Dáil debates

Wednesday, 22 February 2012

Protection of Employees (Temporary Agency Work) Bill 2011: Report Stage

 

12:00 pm

Photo of Richard BrutonRichard Bruton (Dublin North Central, Fine Gael)

I thank the Members for those various contributions.

To start with the last comment first, the purpose of this legislation is to deal with temporary agency workers who have been clearly exploited where they have been brought in and paid at an entirely different rate. Basic pay and conditions is the issue. This is not seeking to state that short-term assignments are identical to the employment status achieved by persons who are full-time workers. On full-time workers who become part of a pension scheme, that is not a basic pay and terms of employment condition that is required to be applied equally under the directive.

It was designed to deal with people who are being exploited. We have made sure we are protecting people's basic terms and conditions.

Some of the issues that have been raised in the amendment in the name of Deputy Clare Daly and others are included. Holiday entitlements that are within collective agreements and arrangements that apply generally to employees or a class of employees would need to be equally applied. Therefore, the holiday entitlements that prevail would transpose to the temporary agency workers, and bank holidays and employment registration orders would be included in the terms of amendment No. 4.

The question of adoptive and parental leave is a separate issue as these are matters that arise under equality legislation. We are not seeking to replicate in this legislation what is dealt with in equality legislation, hence we are not introducing a new legal basis for rights in regard to adoptive and parental leave, which are already dealt with in other legislation.

Amendment No. 6 seeks to require the inclusion of sick pay and pension schemes. I cannot accept this because it goes well beyond the scope of the directive's requirements. The directive is about guaranteeing a floor of basic working and employment conditions that would apply to temporary agency workers. Nonetheless, it still recognises that people on short-term assignments are not in the same position as those who are full-time employees. Entitlements to pension rights or to various bonus schemes, share options and so on do not automatically transfer an entitlement under the directive, nor do we seek to go beyond the spirit and intent of the directive to introduce such obligations, which would have very considerable financial implications at a time when there is serious pressure on employers and employment. We are seeking to ensure people are not exploited. We are not seeking to define short-term assignments as equivalent to different types of arrangements.

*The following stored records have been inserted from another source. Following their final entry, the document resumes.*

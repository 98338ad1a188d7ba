//! DLC manager
//!
//! Delivers packs from a remote superpack into a local pack store.
//!
//! `initialize` validates the download directory synchronously and then
//! loads the remote index on a worker thread, so [`DlcManager::is_initialized`]
//! may stay false for a while. Requests made before that are kept and
//! serviced once the index is in place. Network failures never surface as
//! errors: the worker retries every `retry_connect_milliseconds` and the
//! progress simply doesn't move.
//!
//! A pack's files are fetched once all of its dependencies are complete,
//! so packs finish in acquisition order.

pub mod config;
pub mod index;
pub mod init;
pub mod progress;
pub mod request;
pub mod scan;
pub mod store;
mod worker;

use std::fs;
use std::io::Write;
use std::path::{Path, PathBuf};
use std::sync::atomic::Ordering;
use std::sync::{Arc, Mutex};
use std::thread::JoinHandle;
use tracing::{debug, error, info, warn};

pub use config::{ConfigError, Hints};
pub use index::PackIndex;
pub use progress::Progress;
pub use request::{PackRequest, RequestState};

use crate::archive::FileInfo;
use crate::meta::db::LocalPacksDb;
use crate::paths::resource_relative;
use worker::{Session, Shared};

/// Name of the write probe created in the download directory.
const WRITE_PROBE: &str = "tmp.file";

#[derive(Debug, Clone, Copy, Default, PartialEq, Eq)]
pub enum InitStatus {
    #[default]
    Uninitialized,
    /// Loading the index; requests are queued meanwhile.
    Connecting,
    /// Running from a local packs database or the cached remote index.
    FinishedWithLocalMeta,
    FinishedWithRemoteMeta,
    /// The server's index is inconsistent (dependency cycle, dangling pack
    /// index, unsafe names). Requests fail until the manager is reinitialized.
    InvalidRemoteMeta,
}

/// Fine-grained initialization step, for diagnostics.
#[derive(Debug, Clone, Copy, Default, PartialEq, Eq)]
pub enum InitState {
    #[default]
    Starting,
    AskFooter,
    GetFooter,
    CompareLocalMeta,
    AskFileTable,
    GetFileTable,
    AskMeta,
    GetMeta,
    UnpackMeta,
    LoadPacksFromMeta,
    ScanLocalFiles,
    MoveDelayedRequests,
    Ready,
    /// Ready, but running from the local index copy.
    Offline,
    /// Gave up on an unusable server index.
    Failed,
}
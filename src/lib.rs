//! Superpack - DLC pack delivery
//!
//! Fetches individual files out of a remote superpack archive with HTTP
//! range requests and keeps them in a local pack store, one pack (and its
//! dependencies) at a time.

pub mod archive;
pub mod dlc;
pub mod downloader;
pub mod graph;
pub mod hash;
pub mod logging;
pub mod meta;
pub mod paths;

#[cfg(test)]
mod test_server;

With regard to amendment No. 10, some of the areas referred to are included, such as overtime premia and bank holiday premia, as well as work-related allowances such as shift work, piece work and unsocial hours allowances, and some others are also included if they come within the scope of collective agreements or arrangements that apply generally to employees or to any class of employees. However, some areas are not included. For example, where there is a dispute, a worker can contest and the issue will go to a rights commissioner for determination. We are seeking to protect agency workers in areas where we know there has been huge abuse of basic pay and conditions and we want to make sure this does not happen.

A number of Deputies, including Deputy Nulty, raised concerns about the derogation provided for in the directive, the so-called Swedish derogation. For example, arrangements are suggested which would mean workers on assignment are paid at least 50% of pay during periods when they are not on assignment, as is provided for in the legislation. Where such arrangements are in place, this would give rise to a situation where the full force of the directive would not apply. Such systems are not in any widespread use in Ireland and we have sought to ensure that there would be protection in respect of cases where such a derogation may be taken up. That protection includes the requirement for written notices, including the example I gave of 50% pay to be paid when the person is not in employment.

Following the discussion on Committee Stage, we examined whether there was additional protection or provisions that could ensure this system would not be abused. Items discussed included requiring that people could not arbitrarily terminate employment and that there would be an obligation to pay for a certain period if there was arbitrary termination. When we looked into that, we were advised that it would actually make the provision more frail in regard to protecting people. If there was an arbitrary lump sum, we would almost invite employers to decide to use this as a short-term arrangement, with workers getting temporary assignments and a retention payment for the off-time. This would almost build into what we initially thought would be a protection an incentive to regard this as something to be used in a system that would be very advantageous to the employer, not to the employee. Therefore, we have not made any additional changes. There is a written requirement so people enter into such a contract knowing they are giving up certain rights they would otherwise have as temporary agency workers, if they agree to such arrangements.

This is included for the reason that it provides flexibility and is a derogation that is provided for in the directive. If we do not make provision for it now, it can never be considered in the future. However, it is not an area where we have any evidence of abuse. We have transposed it into the legislation but we believe we have done this in such a way that the interests of workers will be protected by it. Obviously, this is an area where there is not a great deal of experience in Ireland of applying the rules. We feel we have done the best we can. We went back after the Committee Stage discussion to ascertain whether there were other changes we could make to make it more robust. The advice we received from the draftsman was that what we were doing was the best way to handle it. Let it then be challenged before a rights commissioner if there are abuses. The legal provision is fairly clear-cut and would give better protection to people to challenge any use of this provision that was not seen to be fair and reasonable by the workers concerned.